(我が愛刀、鹿嶋の黒き木剣)
職業柄、瞑想について学ぶことも多い。
瞑想とは無念無想になることに非ず。
呼吸でも、月でも、漢字一文字でもいい、
何か一つのことだけに意識を集中し続けることをいう。
言うは易く行うは難し。我ら凡骨の頭には必ず雑念が湧いてくる。
「余計なことを考えてはいけない」
「この雑念をどうにかしなくては」
このような態度こそ瞑想を邪魔するものである。
ではどうするか。
「ああ余計なことを考えているな」と気づくこと。
「“この雑念をどうにかしなくては”と考えているな」と気づくこと。
そしてその気づきをそのままにほおっておき、
呼吸なり、月なり、漢字一文字なりに意識を向けなおすこと。
これこそが瞑想である。
注意を集中するものは何でもいい。
だから最近習慣にしているのは
「木剣をにぎる感覚だけに注意を集中する」瞑想である。
自然に立つ。

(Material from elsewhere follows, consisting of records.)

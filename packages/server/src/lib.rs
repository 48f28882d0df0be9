pub mod config;
pub mod error;
pub mod export;
pub mod extractors;
pub mod handlers;
pub mod models;
pub mod routes;
pub mod state;
pub mod store;
pub mod uploads;
pub mod utils;

use std::time::Duration;

use axum::http::HeaderValue;
use tower_http::cors::{Any, CorsLayer};
use utoipa::openapi::security::{HttpAuthScheme, HttpBuilder, SecurityScheme};
use utoipa::{Modify, OpenApi};
use utoipa_axum::router::OpenApiRouter;
use utoipa_scalar::{Scalar, Servable as ScalarServable};

use crate::config::CorsConfig;
use crate::state::AppState;

#[derive(OpenApi)]
#[openapi(
    info(
        title = "Hackathon Scoring API",
        version = "1.0.0",
        description = "Submission intake, rubric scoring, and score export for the hackathon"
    ),
    tags(
        (name = "Auth", description = "Admin authentication"),
        (name = "Problems", description = "The fixed problem catalog"),
        (name = "Rubric", description = "Evaluation rubric metadata"),
        (name = "Submissions", description = "Submission intake and evaluation"),
        (name = "Export", description = "Score spreadsheet export"),
    ),
    modifiers(&SecurityAddon),
)]
struct ApiDoc;

struct SecurityAddon;

impl Modify for SecurityAddon {
    fn modify(&self, openapi: &mut utoipa::openapi::OpenApi) {
        let components = openapi.components.get_or_insert_default();
        components.add_security_scheme(
            "jwt",
            SecurityScheme::Http(
                HttpBuilder::new()
                    .scheme(HttpAuthScheme::Bearer)
                    .bearer_format("JWT")
                    .build(),
            ),
        );
    }
}

fn cors_layer(config: &CorsConfig) -> CorsLayer {
    let origins: Vec<HeaderValue> = config
        .allow_origins
        .iter()
        .filter_map(|origin| origin.parse().ok())
        .collect();

    CorsLayer::new()
        .allow_origin(origins)
        .allow_methods(Any)
        .allow_headers(Any)
        .max_age(Duration::from_secs(config.max_age))
}

/// Build the application router.
pub fn build_router(state: AppState) -> axum::Router {
    let cors = cors_layer(&state.config.server.cors);

    let (router, api) = OpenApiRouter::with_openapi(ApiDoc::openapi())
        .nest("/api", routes::api_routes())
        .split_for_parts();

    router
        .layer(cors)
        .with_state(state)
        .merge(Scalar::with_url("/scalar", api))
}
use axum::Json;
use tracing::instrument;

use common::rubric::{self, Category};

/// Return the evaluation rubric.
///
/// Maxima and weights are advisory metadata for the evaluation form; the
/// scoring engine does not enforce them.
#[utoipa::path(
    get,
    path = "/",
    tag = "Rubric",
    operation_id = "getRubric",
    summary = "Get the evaluation rubric",
    responses(
        (status = 200, description = "The five scoring categories", body = Vec<Category>),
    ),
)]
#[instrument]
pub async fn get_rubric() -> Json<Vec<Category>> {
    Json(rubric::categories().to_vec())
}
pub mod catalog;
pub mod rubric;
pub mod scoring;
pub mod submission;

pub use scoring::ScoreSheet;
pub use submission::{Submission, SubmissionMethod, SubmissionStatus};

切っ先を下に、その重さを感じて木剣を手にする。
その手から徐々に力を抜いていく。
あとほんの少しでも手の内を緩めたら木剣を取り落とす、
そのぎりぎりを感じてそれだけに意識を向け続ける。
「身体が揺れてきたな」
「“どのくらい時間が経ったかな”と考えているな」
「“この瞑想が武術の修行に役立つかな?”と頭をよぎったな」
気づき続ける。
「“もうそろそろやめよう”と思ったな」
だいたい30分が過ぎている。
これが何かの役に立つかどうかは分からない。立ったらそれは嬉しい。
だが瞑想は瞑想それ自体のために行うもの。目的を持ったら瞑想ではないのだ。
ただ、“この瞑想にカッコいい名前を付けたいな”ということには気づいている。